'And then I have him all to myself, without any tiresome boys,' she would say to her mother. 'It is just like another honeymoon.'
Geraldine's one grievance was that she was not strong enough to share her husband's excursions. She had to stay with her mother and Michael when he and Audrey and Dr. Ross took one of their long scrambling or fishing expeditions. Geraldine used to manifest a wifely impatience on these occasions that was very pretty and becoming; and she and Michael, who seemed to share her feelings, would stroll to the little bridge of an evening to meet the returning party. Somehow Michael was always the first to see them and to raise the friendly halloo, that generally sent the small black cattle scampering down the croft.
'See the conquering hero comes!' Mr. Harcourt would respond, opening his rush basket to display the silvery trout. Dr. Ross's pockets would be full of mosses and specimens and fragments of rock, and Audrey brought up the rear with both hands laden with wild-flowers and grasses.
'Have you been dull, my darling?' Mr. Harcourt would say as Geraldine walked beside him. She seemed to have eyes and ears for no one else—and was that any wonder, when he had been absent from her since early morning? 'We have had a grand day, Jerry; we have tramped I do not know how many miles—Dr. Ross says fifteen; we have been arguing about it all the way home. I am as hungry as a hunter. I feel like Esau—a bowl of red lentils would not have a chance with me. I always had a sneaking sort of liking for Esau. What have you got for supper, little woman?'
'Salmon-steaks and broiled fowl,' was Geraldine's answer—'your favourite dishes, Percy. I am so glad you are hungry.'
'Faith, that I am; the Trojan heroes were nothing to me! I will have a wash first, and get off these boots—should you know them for boots?—and then you shall see, my dear.'
And it may be doubted whether those two ever enjoyed a meal more than those salmon-steaks and broiled fowl that Jean Scott first cooked and then carried in bare-armed, setting down the dishes with a triumphant bang on the small rickety table.

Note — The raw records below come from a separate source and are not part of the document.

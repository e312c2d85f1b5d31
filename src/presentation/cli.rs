//! CLI Argument Parsing
//!
//! This module defines the CLI interface using clap.
//!
//! ## Design Notes
//!
//! - Global flags (--json, --color, --verbose) are inherited by all subcommands
//! - Threshold flags override env and config file values

use std::path::PathBuf;

use clap::{Parser, Subcommand};

#[derive(clap::ValueEnum, Debug, Clone, Copy, PartialEq, Eq)]
pub enum ColorWhen {
    Auto,
    Always,
    Never,
}

/// Kidari - supplementary lesson log compliance checker
#[derive(Parser, Debug)]
#[command(name = "kidari")]
#[command(author, version, about, long_about = None)]
#[command(after_help = "Run 'kidari explain' to see the rules that are checked.")]
pub struct Cli {
    /// Output format for CI (NDJSON events)
    #[arg(long, global = true)]
    pub json: bool,

    /// Color output mode
    #[arg(long, global = true, value_enum)]
    pub color: Option<ColorWhen>,

    /// Verbosity level (-v, -vv, -vvv)
    #[arg(short, long, action = clap::ArgAction::Count, global = true)]
    pub verbose: u8,

    #[command(subcommand)]
    pub command: Commands,
}

#[derive(Subcommand, Debug)]
pub enum Commands {
    /// Check a lesson log against session rules and approved schedules
    Audit {
        /// Lesson log (extraction JSON or raw chat reply)
        #[arg(short, long)]
        lessons: PathBuf,

        /// Work-status export (repeatable)
        #[arg(long = "duty", value_name = "FILE")]
        duty: Vec<PathBuf>,

        /// Business-trip export (repeatable)
        #[arg(long = "trip", value_name = "FILE")]
        trip: Vec<PathBuf>,

        /// Minimum minutes for a single session
        #[arg(long, value_name = "MIN", value_parser = clap::value_parser!(u32).range(1..))]
        min_session: Option<u32>,

        /// Minimum combined minutes for a back-to-back pair
        #[arg(long, value_name = "MIN", value_parser = clap::value_parser!(u32).range(1..))]
        min_consecutive: Option<u32>,

        /// Write a Markdown report to this file
        #[arg(long, value_name = "FILE")]
        export: Option<PathBuf>,

        /// Exit 0 even when violations are found
        #[arg(long)]
        allow_violations: bool,
    },

    /// Explain the rules Kidari checks (for humans/AI assistants)
    Explain {
        /// Short version (just the essentials)
        #[arg(long)]
        brief: bool,
    },
}

#[cfg(test)]
mod tests {
    use super::*;

    #[test]
    fn test_cli_requires_subcommand() {
        assert!(Cli::try_parse_from(["kidari"]).is_err());
    }

    #[test]
    fn test_cli_parse_audit_minimal() {
        let cli = Cli::try_parse_from(["kidari", "audit", "--lessons", "april.json"]).unwrap();
        if let Commands::Audit {
            lessons,
            duty,
            trip,
            min_session,
            min_consecutive,
            export,
            allow_violations,
        } = cli.command
        {
            assert_eq!(lessons, PathBuf::from("april.json"));
            assert!(duty.is_empty());
            assert!(trip.is_empty());
            assert_eq!(min_session, None);
            assert_eq!(min_consecutive, None);
            assert_eq!(export, None);
            assert!(!allow_violations);
        } else {
            panic!("Expected Audit command");
        }
    }

    #[test]
    fn test_cli_parse_audit_repeated_exports() {
        let cli = Cli::try_parse_from([
            "kidari",
            "audit",
            "-l",
            "april.json",
            "--duty",
            "duty-1.json",
            "--duty",
            "duty-2.tsv",
            "--trip",
            "trips.json",
            "--min-session",
            "45",
            "--min-consecutive",
            "90",
            "--export",
            "report.md",
            "--allow-violations",
        ])
        .unwrap();

        if let Commands::Audit {
            duty,
            trip,
            min_session,
            min_consecutive,
            export,
            allow_violations,
            ..
        } = cli.command
        {
            assert_eq!(
                duty,
                vec![PathBuf::from("duty-1.json"), PathBuf::from("duty-2.tsv")]
            );
            assert_eq!(trip, vec![PathBuf::from("trips.json")]);
            assert_eq!(min_session, Some(45));
            assert_eq!(min_consecutive, Some(90));
            assert_eq!(export, Some(PathBuf::from("report.md")));
            assert!(allow_violations);
        } else {
            panic!("Expected Audit command");
        }
    }

    #[test]
    fn test_cli_audit_requires_lessons() {
        assert!(Cli::try_parse_from(["kidari", "audit"]).is_err());
    }

    #[test]
    fn test_cli_rejects_zero_threshold() {
        let result = Cli::try_parse_from([
            "kidari",
            "audit",
            "--lessons",
            "a.json",
            "--min-session",
            "0",
        ]);
        assert!(result.is_err());
    }

    #[test]
    fn test_cli_parse_explain_brief() {
        let cli = Cli::try_parse_from(["kidari", "explain", "--brief"]).unwrap();
        if let Commands::Explain { brief } = cli.command {
            assert!(brief);
        } else {
            panic!("Expected Explain command");
        }
    }

    #[test]
    fn test_cli_json_flag_after_subcommand() {
        let cli = Cli::try_parse_from(["kidari", "explain", "--json"]).unwrap();
        assert!(cli.json);
    }

    #[test]
    fn test_cli_verbose_flag() {
        let cli = Cli::try_parse_from(["kidari", "-vv", "explain"]).unwrap();
        assert_eq!(cli.verbose, 2);
    }

    #[test]
    fn test_cli_color_flag() {
        let cli = Cli::try_parse_from(["kidari", "--color", "never", "explain"]).unwrap();
        assert_eq!(cli.color, Some(ColorWhen::Never));
    }
}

'Now we will have a drop of the cratur and a pipe,' Mr. Harcourt would say. 'Wrap yourself in my rug, and we will sit in the porch, for really this cabin stifles me after the moors. What have you and your mother been talking about? Let me have the whole budget, Jerry.'
Was there a happier woman in the world than Geraldine, nestled under her husband's plaid, in the big roomy porch, and looking out at the starlight? Even practical, prosaic people have their moments of poetry, when the inner meaning of things seems suddenly revealed to them, when their outer self drops off and their vision is purged and purified; and Geraldine, listening to the tinkling beck below, and inhaling the cool fragrance of the Scotch twilight, creeps nearer to her husband and leans against his sheltering arm. What does it matter what they talked about? Mr. Harcourt had not yet forgotten the lover in the husband; perhaps he, too, felt how sweet was this dual solitude after his busy labours, and owned in manly fashion his sense of his many blessings.
'How happy those two are!' Audrey once said, a little thoughtfully.